Work task: Could you copy out all of the entries exactly?

────────────────────────────────────────

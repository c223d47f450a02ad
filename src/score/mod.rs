// src/score/mod.rs
// =============================================================================
// This module answers the actual question: how many times does a word
// appear on a website?
//
// Submodules:
// - counter: counts a word in one page
// - aggregate: counts a word over many pages concurrently
//
// This file ties them to the crawler in `word_total_occurrences`.
// =============================================================================

mod aggregate;
mod counter;

pub use aggregate::aggregate;
pub use counter::{count_word_occurrences, WordMatcher};
pub(crate) use counter::validate_word;

use crate::crawl::Crawler;
use crate::error::Result;
use crate::fetch::Fetcher;
use serde::{Deserialize, Serialize};
use tracing::info;

/// Outcome of a word count over a crawled site
#[derive(Debug, Clone, PartialEq, Eq, Serialize, Deserialize)]
pub struct WordCountReport {
    pub total_occurrences: usize,
    /// Pages that were downloaded and counted, in crawl order
    pub visited_urls: Vec<String>,
}

/// Crawls from `seed_url` and counts `word` over every collected page
///
/// The word is checked before anything is downloaded. The crawl fails only
/// when not even the seed page could be fetched.
pub async fn word_total_occurrences<F: Fetcher>(
    crawler: &Crawler<F>,
    seed_url: &str,
    word: &str,
    workers: usize,
) -> Result<WordCountReport> {
    let word = validate_word(word)?;

    let pages = crawler.build_pages_set(seed_url).await?;
    info!(pages = pages.len(), "found pages to count");

    let visited_urls = pages.urls();
    let total_occurrences = aggregate(pages.into_pages(), word, workers).await?;

    Ok(WordCountReport {
        total_occurrences,
        visited_urls,
    })
}

#[cfg(test)]
mod tests {
    use super::*;
    use crate::config::CrawlConfig;
    use crate::error::{Error, FetchCause};
    use crate::fetch::mock::MockFetcher;
    use pretty_assertions::assert_eq;
    use std::sync::Arc;

    fn crawler(fetcher: Arc<MockFetcher>, max_depth: usize) -> Crawler<Arc<MockFetcher>> {
        Crawler::new(
            fetcher,
            CrawlConfig {
                max_depth,
                max_pages: 10,
            },
        )
    }

    #[tokio::test]
    async fn test_three_page_site() {
        let fetcher = Arc::new(
            MockFetcher::new()
                .page(
                    "https://a.test/",
                    r#"<p>word and WORD</p><a href="/b">b</a><a href="/c">c</a>"#,
                )
                .page("https://a.test/b", "<p>a word</p>")
                .page("https://a.test/c", "<p>nothing here</p>"),
        );

        let report = word_total_occurrences(&crawler(fetcher, 1), "https://a.test/", "word", 4)
            .await
            .unwrap();

        assert_eq!(report.total_occurrences, 3);
        let mut urls = report.visited_urls.clone();
        urls.sort();
        assert_eq!(urls, vec!["https://a.test/", "https://a.test/b", "https://a.test/c"]);
    }

    #[tokio::test]
    async fn test_failed_link_is_skipped() {
        let fetcher = Arc::new(
            MockFetcher::new()
                .page(
                    "https://a.test/",
                    r#"<p>word</p><a href="/slow">slow</a><a href="/ok">ok</a>"#,
                )
                .failing("https://a.test/slow", FetchCause::Timeout)
                .page("https://a.test/ok", "<p>word word</p>"),
        );

        let report = word_total_occurrences(&crawler(fetcher, 1), "https://a.test/", "word", 2)
            .await
            .unwrap();

        assert_eq!(report.total_occurrences, 3);
        assert!(!report.visited_urls.contains(&"https://a.test/slow".to_string()));
    }

    #[tokio::test]
    async fn test_empty_word_fails_before_crawling() {
        let fetcher = Arc::new(MockFetcher::new().page("https://a.test/", "word"));

        let err = word_total_occurrences(&crawler(Arc::clone(&fetcher), 1), "https://a.test/", " ", 2)
            .await
            .unwrap_err();

        assert!(matches!(err, Error::InvalidArgument(_)));
        assert!(fetcher.requests().is_empty());
    }

    #[tokio::test]
    async fn test_seed_failure_is_an_error() {
        let fetcher = Arc::new(MockFetcher::new());

        let err = word_total_occurrences(&crawler(fetcher, 1), "https://a.test/", "word", 2)
            .await
            .unwrap_err();

        assert!(matches!(err, Error::Fetch(_)));
    }
}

────────────────────────────────────────

Task response:
repository c223d47f450a02ad
filename src/score/mod.rs
// src/score/mod.rs
// =============================================================================
// This module answers the actual question: how many times does a word
// appear on a website?
//
// Submodules:
// - counter: counts a word in one page
// - aggregate: counts a word over many pages concurrently
//
// This file ties them to the crawler in `word_total_occurrences`.
// =============================================================================

mod aggregate;
mod counter;

pub use aggregate::aggregate;
pub use counter::{count_word_occurrences, WordMatcher};
pub(crate) use counter::validate_word;

use crate::crawl::Crawler;
use crate::error::Result;
use crate::fetch::Fetcher;
use serde::{Deserialize, Serialize};
use tracing::info;

/// Outcome of a word count over a crawled site
#[derive(Debug, Clone, PartialEq, Eq, Serialize, Deserialize)]
pub struct WordCountReport {
    pub total_occurrences: usize,
    /// Pages that were downloaded and counted, in crawl order
    pub visited_urls: Vec<String>,
}

/// Crawls from `seed_url` and counts `word` over every collected page
///
/// The word is checked before anything is downloaded. The crawl fails only
/// when not even the seed page could be fetched.
pub async fn word_total_occurrences<F: Fetcher>(
    crawler: &Crawler<F>,
    seed_url: &str,
    word: &str,
    workers: usize,
) -> Result<WordCountReport> {
    let word = validate_word(word)?;

    let pages = crawler.build_pages_set(seed_url).await?;
    info!(pages = pages.len(), "found pages to count");

    let visited_urls = pages.urls();
    let total_occurrences = aggregate(pages.into_pages(), word, workers).await?;

    Ok(WordCountReport {
        total_occurrences,
        visited_urls,
    })
}

#[cfg(test)]
mod tests {
    use super::*;
    use crate::config::CrawlConfig;
    use crate::error::{Error, FetchCause};
    use crate::fetch::mock::MockFetcher;
    use pretty_assertions::assert_eq;
    use std::sync::Arc;

    fn crawler(fetcher: Arc<MockFetcher>, max_depth: usize) -> Crawler<Arc<MockFetcher>> {
        Crawler::new(
            fetcher,
            CrawlConfig {
                max_depth,
                max_pages: 10,
            },
        )
    }

    #[tokio::test]
    async fn test_three_page_site() {
        let fetcher = Arc::new(
            MockFetcher::new()
                .page(
                    "https://a.test/",
                    r#"<p>word and WORD</p><a href="/b">b</a><a href="/c">c</a>"#,
                )
                .page("https://a.test/b", "<p>a word</p>")
                .page("https://a.test/c", "<p>nothing here</p>"),
        );

        let report = word_total_occurrences(&crawler(fetcher, 1), "https://a.test/", "word", 4)
            .await
            .unwrap();

        assert_eq!(report.total_occurrences, 3);
        let mut urls = report.visited_urls.clone();
        urls.sort();
        assert_eq!(urls, vec!["https://a.test/", "https://a.test/b", "https://a.test/c"]);
    }

    #[tokio::test]
    async fn test_failed_link_is_skipped() {
        let fetcher = Arc::new(
            MockFetcher::new()
                .page(
                    "https://a.test/",
                    r#"<p>word</p><a href="/slow">slow</a><a href="/ok">ok</a>"#,
                )
                .failing("https://a.test/slow", FetchCause::Timeout)
                .page("https://a.test/ok", "<p>word word</p>"),
        );

        let report = word_total_occurrences(&crawler(fetcher, 1), "https://a.test/", "word", 2)
            .await
            .unwrap();

        assert_eq!(report.total_occurrences, 3);
        assert!(!report.visited_urls.contains(&"https://a.test/slow".to_string()));
    }

    #[tokio::test]
    async fn test_empty_word_fails_before_crawling() {
        let fetcher = Arc::new(MockFetcher::new().page("https://a.test/", "word"));

        let err = word_total_occurrences(&crawler(Arc::clone(&fetcher), 1), "https://a.test/", " ", 2)
            .await
            .unwrap_err();

        assert!(matches!(err, Error::InvalidArgument(_)));
        assert!(fetcher.requests().is_empty());
    }

    #[tokio::test]
    async fn test_seed_failure_is_an_error() {
        let fetcher = Arc::new(MockFetcher::new());

        let err = word_total_occurrences(&crawler(fetcher, 1), "https://a.test/", "word", 2)
            .await
            .unwrap_err();

        assert!(matches!(err, Error::Fetch(_)));
    }
}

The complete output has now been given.